[MATERIAL PROVIDED]
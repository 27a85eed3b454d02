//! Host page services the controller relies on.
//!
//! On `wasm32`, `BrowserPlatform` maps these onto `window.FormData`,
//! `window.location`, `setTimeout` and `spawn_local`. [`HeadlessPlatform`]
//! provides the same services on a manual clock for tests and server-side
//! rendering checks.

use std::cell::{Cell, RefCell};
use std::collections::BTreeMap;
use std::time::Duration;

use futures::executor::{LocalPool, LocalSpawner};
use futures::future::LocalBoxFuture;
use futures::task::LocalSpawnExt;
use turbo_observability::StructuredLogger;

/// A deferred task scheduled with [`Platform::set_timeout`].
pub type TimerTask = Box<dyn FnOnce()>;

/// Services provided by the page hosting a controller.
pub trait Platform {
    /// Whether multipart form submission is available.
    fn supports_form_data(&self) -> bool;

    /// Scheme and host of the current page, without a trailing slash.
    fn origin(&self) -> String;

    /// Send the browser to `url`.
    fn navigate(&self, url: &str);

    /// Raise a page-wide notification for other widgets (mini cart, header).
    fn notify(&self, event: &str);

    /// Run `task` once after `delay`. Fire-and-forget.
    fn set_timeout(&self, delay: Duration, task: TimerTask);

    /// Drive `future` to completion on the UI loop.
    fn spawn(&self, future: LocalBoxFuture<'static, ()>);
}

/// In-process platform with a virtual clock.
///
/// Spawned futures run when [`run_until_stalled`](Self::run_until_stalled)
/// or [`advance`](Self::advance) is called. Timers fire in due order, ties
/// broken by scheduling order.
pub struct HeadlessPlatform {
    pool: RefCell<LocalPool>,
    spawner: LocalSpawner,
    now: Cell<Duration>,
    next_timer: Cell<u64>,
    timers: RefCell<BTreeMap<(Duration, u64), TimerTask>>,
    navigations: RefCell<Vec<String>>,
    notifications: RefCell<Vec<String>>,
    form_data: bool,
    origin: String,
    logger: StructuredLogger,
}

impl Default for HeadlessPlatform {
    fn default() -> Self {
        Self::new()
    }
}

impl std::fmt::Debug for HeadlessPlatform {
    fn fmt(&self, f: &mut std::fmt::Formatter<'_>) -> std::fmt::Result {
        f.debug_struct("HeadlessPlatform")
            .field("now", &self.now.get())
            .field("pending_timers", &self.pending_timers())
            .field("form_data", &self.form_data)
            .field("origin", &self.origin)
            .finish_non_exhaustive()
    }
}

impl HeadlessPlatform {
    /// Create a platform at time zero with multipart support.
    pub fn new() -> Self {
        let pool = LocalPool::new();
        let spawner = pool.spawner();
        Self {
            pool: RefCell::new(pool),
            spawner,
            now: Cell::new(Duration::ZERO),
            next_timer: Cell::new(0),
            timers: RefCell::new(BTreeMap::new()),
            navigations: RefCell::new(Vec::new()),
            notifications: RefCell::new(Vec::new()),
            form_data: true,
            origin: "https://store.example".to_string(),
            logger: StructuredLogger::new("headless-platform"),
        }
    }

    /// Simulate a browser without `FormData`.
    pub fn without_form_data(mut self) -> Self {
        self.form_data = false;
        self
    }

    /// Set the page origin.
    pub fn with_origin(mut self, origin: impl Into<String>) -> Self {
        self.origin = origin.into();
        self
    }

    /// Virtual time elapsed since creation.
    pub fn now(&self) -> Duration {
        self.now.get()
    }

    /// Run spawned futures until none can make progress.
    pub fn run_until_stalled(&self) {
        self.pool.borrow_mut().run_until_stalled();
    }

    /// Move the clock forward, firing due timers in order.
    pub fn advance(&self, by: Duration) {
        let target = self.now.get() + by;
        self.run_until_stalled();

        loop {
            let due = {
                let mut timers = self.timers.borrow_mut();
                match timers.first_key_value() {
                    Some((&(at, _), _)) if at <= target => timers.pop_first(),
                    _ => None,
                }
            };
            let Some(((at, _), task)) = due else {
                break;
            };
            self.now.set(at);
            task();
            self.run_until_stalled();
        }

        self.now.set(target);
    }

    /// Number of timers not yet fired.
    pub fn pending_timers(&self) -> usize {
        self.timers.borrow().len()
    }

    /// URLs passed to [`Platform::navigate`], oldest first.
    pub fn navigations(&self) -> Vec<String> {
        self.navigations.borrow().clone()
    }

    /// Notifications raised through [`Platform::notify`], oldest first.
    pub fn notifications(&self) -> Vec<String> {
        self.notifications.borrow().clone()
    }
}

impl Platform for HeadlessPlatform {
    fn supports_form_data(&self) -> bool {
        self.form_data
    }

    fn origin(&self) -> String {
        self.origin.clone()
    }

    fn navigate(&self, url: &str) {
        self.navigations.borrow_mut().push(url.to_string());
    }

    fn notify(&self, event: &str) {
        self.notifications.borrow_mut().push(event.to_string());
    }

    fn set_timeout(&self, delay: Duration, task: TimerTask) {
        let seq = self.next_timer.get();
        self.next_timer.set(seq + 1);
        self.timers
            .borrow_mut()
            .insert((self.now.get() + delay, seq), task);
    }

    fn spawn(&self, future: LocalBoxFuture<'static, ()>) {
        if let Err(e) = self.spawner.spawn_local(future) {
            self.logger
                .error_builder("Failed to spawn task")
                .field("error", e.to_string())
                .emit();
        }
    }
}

* * *

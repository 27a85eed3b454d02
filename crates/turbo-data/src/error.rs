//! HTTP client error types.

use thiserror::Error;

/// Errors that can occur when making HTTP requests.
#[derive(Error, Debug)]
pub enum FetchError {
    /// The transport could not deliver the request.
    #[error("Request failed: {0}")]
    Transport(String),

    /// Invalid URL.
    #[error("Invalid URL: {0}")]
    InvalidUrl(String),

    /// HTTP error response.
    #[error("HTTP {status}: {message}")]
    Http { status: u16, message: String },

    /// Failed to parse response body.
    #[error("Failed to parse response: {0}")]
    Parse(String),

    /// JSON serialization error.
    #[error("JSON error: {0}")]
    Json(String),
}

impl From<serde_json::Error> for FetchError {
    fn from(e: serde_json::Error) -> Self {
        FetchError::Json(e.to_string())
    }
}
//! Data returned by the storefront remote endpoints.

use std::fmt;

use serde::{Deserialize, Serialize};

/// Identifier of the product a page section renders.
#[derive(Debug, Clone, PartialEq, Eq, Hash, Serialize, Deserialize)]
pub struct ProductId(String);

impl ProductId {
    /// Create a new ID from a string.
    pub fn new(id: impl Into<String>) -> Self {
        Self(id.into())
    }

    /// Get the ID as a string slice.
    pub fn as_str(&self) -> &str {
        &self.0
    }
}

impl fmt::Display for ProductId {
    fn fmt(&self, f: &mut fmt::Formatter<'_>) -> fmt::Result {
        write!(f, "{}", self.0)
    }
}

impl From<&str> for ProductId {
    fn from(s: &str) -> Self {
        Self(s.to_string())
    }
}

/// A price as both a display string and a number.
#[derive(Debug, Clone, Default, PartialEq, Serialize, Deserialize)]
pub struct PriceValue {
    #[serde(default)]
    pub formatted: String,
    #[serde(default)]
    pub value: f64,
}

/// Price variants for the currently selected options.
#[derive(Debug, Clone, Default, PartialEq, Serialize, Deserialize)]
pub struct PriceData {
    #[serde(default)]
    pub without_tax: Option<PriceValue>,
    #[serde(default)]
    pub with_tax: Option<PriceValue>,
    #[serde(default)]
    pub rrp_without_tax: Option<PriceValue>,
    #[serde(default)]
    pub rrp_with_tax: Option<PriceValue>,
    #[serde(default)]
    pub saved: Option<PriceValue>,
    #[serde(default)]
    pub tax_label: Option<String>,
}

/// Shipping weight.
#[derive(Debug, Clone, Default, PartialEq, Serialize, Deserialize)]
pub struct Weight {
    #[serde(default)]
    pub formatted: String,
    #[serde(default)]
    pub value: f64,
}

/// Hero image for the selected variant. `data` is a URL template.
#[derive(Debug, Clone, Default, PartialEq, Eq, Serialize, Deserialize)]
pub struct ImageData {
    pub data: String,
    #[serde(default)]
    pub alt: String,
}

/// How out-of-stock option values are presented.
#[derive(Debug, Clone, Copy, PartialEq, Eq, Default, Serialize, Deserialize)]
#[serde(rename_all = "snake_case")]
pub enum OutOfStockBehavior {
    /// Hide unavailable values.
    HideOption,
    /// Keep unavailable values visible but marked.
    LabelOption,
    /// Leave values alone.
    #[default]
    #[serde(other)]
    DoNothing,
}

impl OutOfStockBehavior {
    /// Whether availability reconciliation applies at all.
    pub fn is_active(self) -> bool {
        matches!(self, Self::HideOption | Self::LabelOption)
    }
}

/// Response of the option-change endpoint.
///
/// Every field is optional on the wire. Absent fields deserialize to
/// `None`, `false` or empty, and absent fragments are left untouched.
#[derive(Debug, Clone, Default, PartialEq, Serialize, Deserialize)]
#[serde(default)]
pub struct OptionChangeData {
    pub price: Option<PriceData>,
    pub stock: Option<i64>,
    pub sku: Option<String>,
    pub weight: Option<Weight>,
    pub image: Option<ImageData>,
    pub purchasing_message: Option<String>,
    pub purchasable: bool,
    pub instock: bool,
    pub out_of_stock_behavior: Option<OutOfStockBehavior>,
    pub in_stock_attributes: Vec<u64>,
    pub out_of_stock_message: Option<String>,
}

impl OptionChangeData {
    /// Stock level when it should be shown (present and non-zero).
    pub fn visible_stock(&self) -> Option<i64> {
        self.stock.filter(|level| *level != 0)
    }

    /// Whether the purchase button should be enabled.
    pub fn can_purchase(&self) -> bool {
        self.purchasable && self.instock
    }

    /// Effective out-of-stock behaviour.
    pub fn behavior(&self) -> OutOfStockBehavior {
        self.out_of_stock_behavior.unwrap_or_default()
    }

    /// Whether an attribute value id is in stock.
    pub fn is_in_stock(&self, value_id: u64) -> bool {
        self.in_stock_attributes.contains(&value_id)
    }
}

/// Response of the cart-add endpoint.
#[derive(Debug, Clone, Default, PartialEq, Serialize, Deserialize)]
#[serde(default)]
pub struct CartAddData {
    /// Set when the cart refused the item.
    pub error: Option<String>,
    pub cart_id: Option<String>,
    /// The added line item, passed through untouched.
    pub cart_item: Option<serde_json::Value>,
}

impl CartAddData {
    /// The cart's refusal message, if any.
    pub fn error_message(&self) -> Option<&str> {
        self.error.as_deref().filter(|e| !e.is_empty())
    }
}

[TASK DESCRIPTION]
Within the material above, copy exactly the lines from the line that holds "impl fmt::Display for" up to and including the line that holds "currently selected options.".

[OUTPUT BELOW]
impl fmt::Display for ProductId {
    fn fmt(&self, f: &mut fmt::Formatter<'_>) -> fmt::Result {
        write!(f, "{}", self.0)
    }
}

impl From<&str> for ProductId {
    fn from(s: &str) -> Self {
        Self(s.to_string())
    }
}

/// A price as both a display string and a number.
#[derive(Debug, Clone, Default, PartialEq, Serialize, Deserialize)]
pub struct PriceValue {
    #[serde(default)]
    pub formatted: String,
    #[serde(default)]
    pub value: f64,
}

/// Price variants for the currently selected options.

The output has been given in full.